Бодров до этого молча записывал, но, видя, что заседание начинает уходить в сторону, поднялся:

— Все предложения хорошие. Но нет главного. Основной, так сказать, идеи… — Он обвел взглядом всех членов фабкома и остановился на самой пожилой. — Нина Ивановна, а вот почему вы пошли в швеи?

— Так это когда было… — смутилась работница. — Сразу после войны. Семья большая. Думала, научусь, всех обшивать стану. А потом, портниха — профессия вечная. Люди голыми никогда ходить не будут.

— А почему вы стали швеей? — тут же спросил Бодров самую молодую из членов фабкома.

— А я всегда любила шить. С такой профессией не пропадешь. Да и вправду — люди никогда не будут ходить голыми.

— А вы знаете, мы нашли главную идею, — сказал Бодров, и он от удивления даже засмеялся. — Так и напишем: люди никогда не будут ходить голыми. Вечная профессия. Если вы хотите научиться шить, за год вы сможете стать первоклассной портнихой.

— За год не получится, — возразили ему — Года два-три надо.

— За два года, — согласился Бодров. — Значит; так и начнем: «Люди никогда не будут ходить голыми».


Бодров шел по цехам фабрики. По подготовительному, раскройному, швейному Было жарко. Не спасали ни раскрытые окна, ни гигантские лопасти вентиляторов, подвешенных под потолком.
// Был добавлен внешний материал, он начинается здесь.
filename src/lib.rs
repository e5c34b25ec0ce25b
pub mod error;
pub mod types;
pub mod rcnn;
pub mod processing;
pub mod pipeline;
pub mod utils;

pub use error::{ProposalError, Result};
pub use pipeline::module::proposal_layer::{ProposalLayer, ProposalMaps};
pub use pipeline::module::proposal_loss::{ProposalLoss, ProposalLosses};
pub use pipeline::proposal_pipeline::config::ProposalConfig;
pub use processing::context::ExecutionContext;
pub use processing::proposal_targets::ProposalTargetAssigner;
pub use types::{BatchTargets, ProposalTargets, Scene};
Женщины работали в легких платьях. А у гладильных прессов, где было особенно жарко, несколько девушек были просто в купальных костюмах, и только появление Бодрова заставило их накинуть халаты. И почти каждая провожала Бодрова взглядом. Может быть, как нового председателя фабкома, может быть, просто как мужчину, которых в цехе почти не было.
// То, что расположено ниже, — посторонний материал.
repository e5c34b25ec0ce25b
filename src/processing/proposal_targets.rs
use ndarray::{s, Array2, Array3, Array4, Array5, ArrayView1, ArrayView2, ArrayView4, Axis, Zip};
use tracing::debug;

use crate::error::{check_shape, ProposalError, Result};
use crate::pipeline::proposal_pipeline::config::{ProposalConfig, BOX_DOF};
use crate::processing::bbox_regression::encode;
use crate::processing::context::ExecutionContext;
use crate::rcnn::anchors::AnchorGrid;
use crate::rcnn::bbox::{BevRotatedIou, RotatedOverlap};
use crate::rcnn::matcher::{Match, MatchLabel, Matcher};
use crate::types::{ProposalTargets, Scene};

/// (x, y, w, l, yaw) columns of a 7-dof box.
const BEV_COLUMNS: [usize; 5] = [0, 1, 3, 4, 6];

/// Per-class match results in `[class, yaw, row, col]` layout.
#[derive(Debug, Clone, PartialEq)]
pub struct Matches {
    pub labels: Array4<MatchLabel>,
    /// Index into the scene's full box array, set only for positive anchors.
    pub gt_index: Array4<Option<usize>>,
}

#[derive(Debug, Clone, PartialEq)]
pub struct MergedLabels {
    pub labels: Array4<MatchLabel>,
    /// `[yaw, row, col]` sites resolved to background.
    pub negative: Array3<bool>,
    pub ambiguous: usize,
}

#[derive(Debug, Clone, PartialEq)]
pub struct ClsTargets {
    pub g_cls: Array4<f32>,
    pub m_cls: Array3<bool>,
    pub ambiguous: usize,
}

/// Resolves cross-class conflicts in per-class labels.
///
/// 1. A site positive in more than one class is ignored in every class.
/// 2. A site background in some class and positive in none becomes
///    background in every class. This runs after step 1, so sites ignored
///    for ambiguity are never counted as background.
pub fn merge_class_labels(labels: ArrayView4<MatchLabel>) -> MergedLabels {
    let (_, num_yaw, rows, cols) = labels.dim();
    let mut resolved = labels.to_owned();
    let mut negative = Array3::from_elem((num_yaw, rows, cols), false);
    let mut ambiguous = 0;

    Zip::from(resolved.lanes_mut(Axis(0)))
        .and(&mut negative)
        .for_each(|mut site, negative| {
            let positives = site.iter().filter(|l| **l == MatchLabel::Positive).count();
            if positives > 1 {
                site.fill(MatchLabel::Ignore);
                ambiguous += 1;
                return;
            }
            let any_background = site.iter().any(|l| *l == MatchLabel::Background);
            if any_background && positives == 0 {
                site.fill(MatchLabel::Background);
                *negative = true;
            }
        });

    MergedLabels {
        labels: resolved,
        negative,
        ambiguous,
    }
}

/// Builds the one-hot classification target with a trailing background
/// channel, and the mask of sites that are not ignored by every class.
/// Ignore markers that survive the merge are written as 0 and masked out.
pub fn get_cls_targets(labels: ArrayView4<MatchLabel>) -> ClsTargets {
    let (num_classes, num_yaw, rows, cols) = labels.dim();
    let merged = merge_class_labels(labels);

    let mut g_cls = Array4::<f32>::zeros((num_classes + 1, num_yaw, rows, cols));
    g_cls
        .slice_mut(s![..num_classes, .., .., ..])
        .zip_mut_with(&merged.labels, |g, label| {
            *g = if *label == MatchLabel::Positive { 1.0 } else { 0.0 };
        });
    g_cls
        .index_axis_mut(Axis(0), num_classes)
        .zip_mut_with(&merged.negative, |g, negative| {
            *g = if *negative { 1.0 } else { 0.0 };
        });

    let m_cls = Zip::from(merged.labels.lanes(Axis(0)))
        .map_collect(|site| !site.iter().all(|l| *l == MatchLabel::Ignore));

    ClsTargets {
        g_cls,
        m_cls,
        ambiguous: merged.ambiguous,
    }
}

/// Matches scene boxes to the anchor grid and encodes proposal targets.
pub struct ProposalTargetAssigner<O = BevRotatedIou> {
    anchors: AnchorGrid,
    matchers: Vec<Matcher>,
    overlap: O,
}

impl ProposalTargetAssigner<BevRotatedIou> {
    pub fn new(config: &ProposalConfig) -> Result<Self> {
        Self::with_overlap(config, BevRotatedIou)
    }
}

impl<O: RotatedOverlap> ProposalTargetAssigner<O> {
    pub fn with_overlap(config: &ProposalConfig, overlap: O) -> Result<Self> {
        let anchors = AnchorGrid::new(config)?;
        let matchers = Self::build_matchers(config)?;
        Ok(ProposalTargetAssigner {
            anchors,
            matchers,
            overlap,
        })
    }

    fn build_matchers(config: &ProposalConfig) -> Result<Vec<Matcher>> {
        config
            .anchors
            .iter()
            .map(|anchor| Matcher::new(&anchor.iou_thresh, config.allow_low_quality_matches))
            .collect()
    }

    pub fn anchors(&self) -> &AnchorGrid {
        &self.anchors
    }

    /// Rotated IoU of the boxes' ground plane footprints. Height does not
    /// take part in matching.
    pub fn compute_iou(
        &self,
        boxes: ArrayView2<f32>,
        anchors: ArrayView2<f32>,
        context: ExecutionContext,
    ) -> Array2<f32> {
        let boxes = boxes.select(Axis(1), &BEV_COLUMNS);
        let anchors = anchors.select(Axis(1), &BEV_COLUMNS);
        self.overlap.overlaps(boxes.view(), anchors.view(), context)
    }

    fn match_class(
        &self,
        boxes: ArrayView2<f32>,
        class_idx: ArrayView1<usize>,
        class: usize,
        context: ExecutionContext,
    ) -> Vec<Match> {
        let members: Vec<usize> = class_idx
            .iter()
            .enumerate()
            .filter(|(_, c)| **c == class)
            .map(|(i, _)| i)
            .collect();
        if members.is_empty() {
            return vec![Match::BACKGROUND; self.anchors.shape().sites()];
        }

        let iou = self.compute_iou(
            boxes.select(Axis(0), &members).view(),
            self.anchors.class_anchors(class),
            context,
        );
        let matches = self.matchers[class].call(iou.view());
        debug!(
            class,
            num_boxes = members.len(),
            num_positive = matches.iter().filter(|m| m.label == MatchLabel::Positive).count(),
            "matched class"
        );

        matches
            .into_iter()
            .map(|m| Match {
                label: m.label,
                gt_index: m.gt_index.map(|local| members[local]),
            })
            .collect()
    }

    /// Matches every class independently. Classes absent from the scene come
    /// back all background.
    pub fn get_matches(
        &self,
        boxes: ArrayView2<f32>,
        class_idx: ArrayView1<usize>,
        context: ExecutionContext,
    ) -> Result<Matches> {
        let shape = self.anchors.shape();
        let per_class = context.map_indices(shape.num_classes, |class| {
            self.match_class(boxes, class_idx, class, context)
        });

        let mut labels = Vec::with_capacity(shape.num_anchors());
        let mut gt_index = Vec::with_capacity(shape.num_anchors());
        for m in per_class.into_iter().flatten() {
            labels.push(m.label);
            gt_index.push(m.gt_index);
        }
        Ok(Matches {
            labels: Array4::from_shape_vec(shape.class_dims(), labels)?,
            gt_index: Array4::from_shape_vec(shape.class_dims(), gt_index)?,
        })
    }

    /// Encodes every positive anchor against its matched box; all other
    /// anchors get a zero target. Returns `(g_reg, m_reg)`.
    pub fn get_reg_targets(
        &self,
        boxes: ArrayView2<f32>,
        gt_index: ArrayView4<Option<usize>>,
        g_cls: ArrayView4<f32>,
    ) -> Result<(Array5<f32>, Array4<bool>)> {
        let shape = self.anchors.shape();
        let (num_classes, num_yaw, rows, cols) = shape.class_dims();
        check_shape("gt_index", &[num_classes, num_yaw, rows, cols], gt_index.shape())?;
        check_shape("g_cls", &[num_classes + 1, num_yaw, rows, cols], g_cls.shape())?;

        let m_reg = g_cls.slice(s![..num_classes, .., .., ..]).mapv(|v| v == 1.0);
        let anchors = self.anchors.anchors();
        let mut g_reg = Array2::<f32>::zeros((shape.num_anchors(), BOX_DOF));

        let mut missing = 0;
        for (i, (positive, gt)) in m_reg.iter().zip(gt_index.iter()).enumerate() {
            if !*positive {
                continue;
            }
            match gt {
                Some(gt) if *gt < boxes.nrows() => {
                    let deltas = encode(boxes.row(*gt), anchors.row(i));
                    g_reg.row_mut(i).assign(&ArrayView1::from(&deltas[..]));
                }
                _ => missing += 1,
            }
        }
        if missing > 0 {
            return Err(ProposalError::MissingMatch(missing));
        }

        let g_reg = g_reg.into_shape((num_classes, num_yaw, rows, cols, BOX_DOF))?;
        Ok((g_reg, m_reg))
    }

    pub fn assign(&self, scene: &Scene, context: ExecutionContext) -> Result<ProposalTargets> {
        scene.validate(self.anchors.shape().num_classes)?;

        let matches = self.get_matches(scene.boxes.view(), scene.class_idx.view(), context)?;
        let ClsTargets { g_cls, m_cls, ambiguous } = get_cls_targets(matches.labels.view());
        let (g_reg, m_reg) = self.get_reg_targets(scene.boxes.view(), matches.gt_index.view(), g_cls.view())?;

        let targets = ProposalTargets {
            g_cls,
            m_cls,
            g_reg,
            m_reg,
            ambiguous,
        };
        debug!(
            num_boxes = scene.num_boxes(),
            num_positive = targets.num_positive(),
            num_negative = targets.num_negative(),
            num_ignored = targets.num_ignored(),
            ambiguous,
            "assigned proposal targets"
        );
        Ok(targets)
    }

    /// Assigns targets and attaches them to the scene.
    pub fn forward(&self, scene: &mut Scene, context: ExecutionContext) -> Result<()> {
        let targets = self.assign(scene, context)?;
        scene.targets = Some(targets);
        Ok(())
    }
}
// Dense anchor grid over the BEV plane. One anchor per (class, yaw bin, row, col),
// rows along y and cols along x, each centered on its grid cell.

use std::f32::consts::PI;

use ndarray::{s, Array2, ArrayView2, ArrayView5};

use crate::error::Result;
use crate::pipeline::proposal_pipeline::config::{AnchorConfig, ProposalConfig, BOX_DOF};

#[derive(Debug, Clone, Copy, PartialEq, Eq)]
pub struct GridShape {
    pub num_classes: usize,
    pub num_yaw: usize,
    pub rows: usize,
    pub cols: usize,
}

impl GridShape {
    /// Anchors belonging to a single class.
    pub fn sites(&self) -> usize {
        self.num_yaw * self.rows * self.cols
    }

    pub fn num_anchors(&self) -> usize {
        self.num_classes * self.sites()
    }

    /// `(class, yaw, row, col)`
    pub fn class_dims(&self) -> (usize, usize, usize, usize) {
        (self.num_classes, self.num_yaw, self.rows, self.cols)
    }

    /// `(yaw, row, col)`
    pub fn site_dims(&self) -> (usize, usize, usize) {
        (self.num_yaw, self.rows, self.cols)
    }
}

fn anchors(shape: GridShape, bounds: [f32; 4], base_anchors: &[AnchorConfig]) -> Array2<f32> {
    let [x_min, y_min, x_max, y_max] = bounds;
    let stride_x = (x_max - x_min) / shape.cols as f32;
    let stride_y = (y_max - y_min) / shape.rows as f32;
    let mut all_anchors = Array2::<f32>::zeros((shape.num_anchors(), BOX_DOF));

    let mut i = 0;
    for base in base_anchors.iter().take(shape.num_classes) {
        let [w, l, h] = base.wlh;
        for k in 0..shape.num_yaw {
            let yaw = k as f32 * PI / shape.num_yaw as f32;
            for ih in 0..shape.rows {
                let sy = y_min + (ih as f32 + 0.5) * stride_y;
                for iw in 0..shape.cols {
                    let sx = x_min + (iw as f32 + 0.5) * stride_x;
                    all_anchors[[i, 0]] = sx;
                    all_anchors[[i, 1]] = sy;
                    all_anchors[[i, 2]] = base.center_z;
                    all_anchors[[i, 3]] = w;
                    all_anchors[[i, 4]] = l;
                    all_anchors[[i, 5]] = h;
                    all_anchors[[i, 6]] = yaw;
                    i += 1;
                }
            }
        }
    }
    all_anchors
}

/// Immutable anchor set, stored flat as `[classes * yaw * rows * cols, 7]`.
#[derive(Debug, Clone)]
pub struct AnchorGrid {
    shape: GridShape,
    anchors: Array2<f32>,
}

impl AnchorGrid {
    pub fn new(config: &ProposalConfig) -> Result<Self> {
        config.validate()?;
        let shape = GridShape {
            num_classes: config.num_classes,
            num_yaw: config.num_yaw,
            rows: config.grid.shape[0],
            cols: config.grid.shape[1],
        };
        let anchors = anchors(shape, config.grid.bounds, &config.anchors);
        Ok(AnchorGrid { shape, anchors })
    }

    pub fn shape(&self) -> GridShape {
        self.shape
    }

    pub fn anchors(&self) -> ArrayView2<'_, f32> {
        self.anchors.view()
    }

    /// Anchors of one class in `(yaw, row, col)` order.
    pub fn class_anchors(&self, class: usize) -> ArrayView2<'_, f32> {
        let n = self.shape.sites();
        self.anchors.slice(s![class * n..(class + 1) * n, ..])
    }

    /// `[class, yaw, row, col, 7]` view of the grid.
    pub fn view(&self) -> Result<ArrayView5<'_, f32>> {
        let (c, y, r, w) = self.shape.class_dims();
        Ok(self.anchors.view().into_shape((c, y, r, w, BOX_DOF))?)
    }
}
… Бодров шел по цеху. Марина увидела его еще издали и опустила голову, но потом не выдержала и все-таки повернулась в его сторону. Бодров стоял перед нею и улыбался. И она заулыбалась тоже.
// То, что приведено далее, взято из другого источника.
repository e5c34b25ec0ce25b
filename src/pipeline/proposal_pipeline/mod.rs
pub mod config;
use nalgebra::{Point2, Rotation2, Vector2};
use ndarray::{Array2, ArrayView1, ArrayView2, ArrayViewMut1, Zip};

use crate::processing::context::ExecutionContext;

/// Ground plane rotated-box overlap.
///
/// Boxes are `(x, y, width, length, yaw)` rows. `width` spans the box's local
/// x axis, `length` its local y axis, and `yaw` rotates the box
/// counter-clockwise in radians. Implementations return an `[M, N]` IoU matrix
/// with values in `[0, 1]`.
pub trait RotatedOverlap: Send + Sync {
    fn overlaps(
        &self,
        boxes: ArrayView2<f32>,
        query_boxes: ArrayView2<f32>,
        context: ExecutionContext,
    ) -> Array2<f32>;
}

/// Exact IoU by clipping one footprint against the other.
#[derive(Debug, Clone, Copy, Default)]
pub struct BevRotatedIou;

impl RotatedOverlap for BevRotatedIou {
    fn overlaps(
        &self,
        boxes: ArrayView2<f32>,
        query_boxes: ArrayView2<f32>,
        context: ExecutionContext,
    ) -> Array2<f32> {
        bbox_overlaps(boxes, query_boxes, context)
    }
}

pub fn bbox_overlaps(
    boxes: ArrayView2<f32>,
    query_boxes: ArrayView2<f32>,
    context: ExecutionContext,
) -> Array2<f32> {
    let mut overlaps = Array2::<f32>::zeros((boxes.nrows(), query_boxes.nrows()));

    let fill = |mut row: ArrayViewMut1<f32>, bbox: ArrayView1<f32>| {
        for (overlap, query) in row.iter_mut().zip(query_boxes.rows()) {
            *overlap = rotated_iou(bbox, query);
        }
    };

    let zip = Zip::from(overlaps.rows_mut()).and(boxes.rows());
    if context.is_parallel() {
        zip.par_for_each(fill);
    } else {
        zip.for_each(fill);
    }
    overlaps
}

pub fn rotated_iou(a: ArrayView1<f32>, b: ArrayView1<f32>) -> f32 {
    let area_a = a[2] * a[3];
    let area_b = b[2] * b[3];
    if !(area_a > 0.0 && area_b > 0.0) {
        return 0.0;
    }

    // circumscribed circles do not touch
    let reach = 0.5 * (a[2].hypot(a[3]) + b[2].hypot(b[3]));
    if (a[0] - b[0]).hypot(a[1] - b[1]) > reach {
        return 0.0;
    }

    let inter = polygon_area(&clip_polygon(corners(a).to_vec(), &corners(b)));
    let union = area_a + area_b - inter;
    let iou = inter / union;
    if !iou.is_finite() {
        return 0.0;
    }
    iou.clamp(0.0, 1.0)
}

/// Footprint corners in counter-clockwise order.
fn corners(bbox: ArrayView1<f32>) -> [Point2<f32>; 4] {
    let center = Point2::new(bbox[0], bbox[1]);
    let rotation = Rotation2::new(bbox[4]);
    let (hw, hl) = (0.5 * bbox[2], 0.5 * bbox[3]);
    [(hw, hl), (-hw, hl), (-hw, -hl), (hw, -hl)]
        .map(|(dx, dy)| center + rotation * Vector2::new(dx, dy))
}

fn cross(u: Vector2<f32>, v: Vector2<f32>) -> f32 {
    u.x * v.y - u.y * v.x
}

// Sutherland-Hodgman against a convex, counter-clockwise clip polygon.
fn clip_polygon(mut subject: Vec<Point2<f32>>, clip: &[Point2<f32>; 4]) -> Vec<Point2<f32>> {
    for i in 0..clip.len() {
        if subject.is_empty() {
            break;
        }
        let a = clip[i];
        let b = clip[(i + 1) % clip.len()];
        let edge = b - a;
        let side = |p: &Point2<f32>| cross(edge, *p - a);

        let input = std::mem::take(&mut subject);
        for j in 0..input.len() {
            let current = input[j];
            let previous = input[(j + input.len() - 1) % input.len()];
            let (d_cur, d_prev) = (side(&current), side(&previous));

            if d_cur >= 0.0 {
                if d_prev < 0.0 {
                    subject.push(previous + (current - previous) * (d_prev / (d_prev - d_cur)));
                }
                subject.push(current);
            } else if d_prev >= 0.0 {
                subject.push(previous + (current - previous) * (d_prev / (d_prev - d_cur)));
            }
        }
    }
    subject
}

fn polygon_area(polygon: &[Point2<f32>]) -> f32 {
    if polygon.len() < 3 {
        return 0.0;
    }
    let mut twice_area = 0.0;
    for i in 0..polygon.len() {
        let p = polygon[i];
        let q = polygon[(i + 1) % polygon.len()];
        twice_area += p.x * q.y - q.x * p.y;
    }
    0.5 * twice_area.abs()
}
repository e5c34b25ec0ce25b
pub mod module;
pub mod proposal_pipeline;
— Ты что делаешь вечером? — спросила она.

— Ничего не делаю.

— В кино пойдем?

— Пойдем.

И Бодров отошел. И тут же Марину окликнул мастер:

— Тебя на площадке Виктор ждет.

Марина вышла на лестничную площадку.

— Здорово, — сказал ей высокий плотный парень. — Я сегодня к тебе зайду.

— Сегодня меня не будет дома.

— А где будешь?

— К сыну поеду.

— Ну, тогда завтра зайду, — сказал парень.

— Заходи завтра, — согласилась Марина.

— Чао, — парень поболтал в воздухе ладонью и пошел вниз.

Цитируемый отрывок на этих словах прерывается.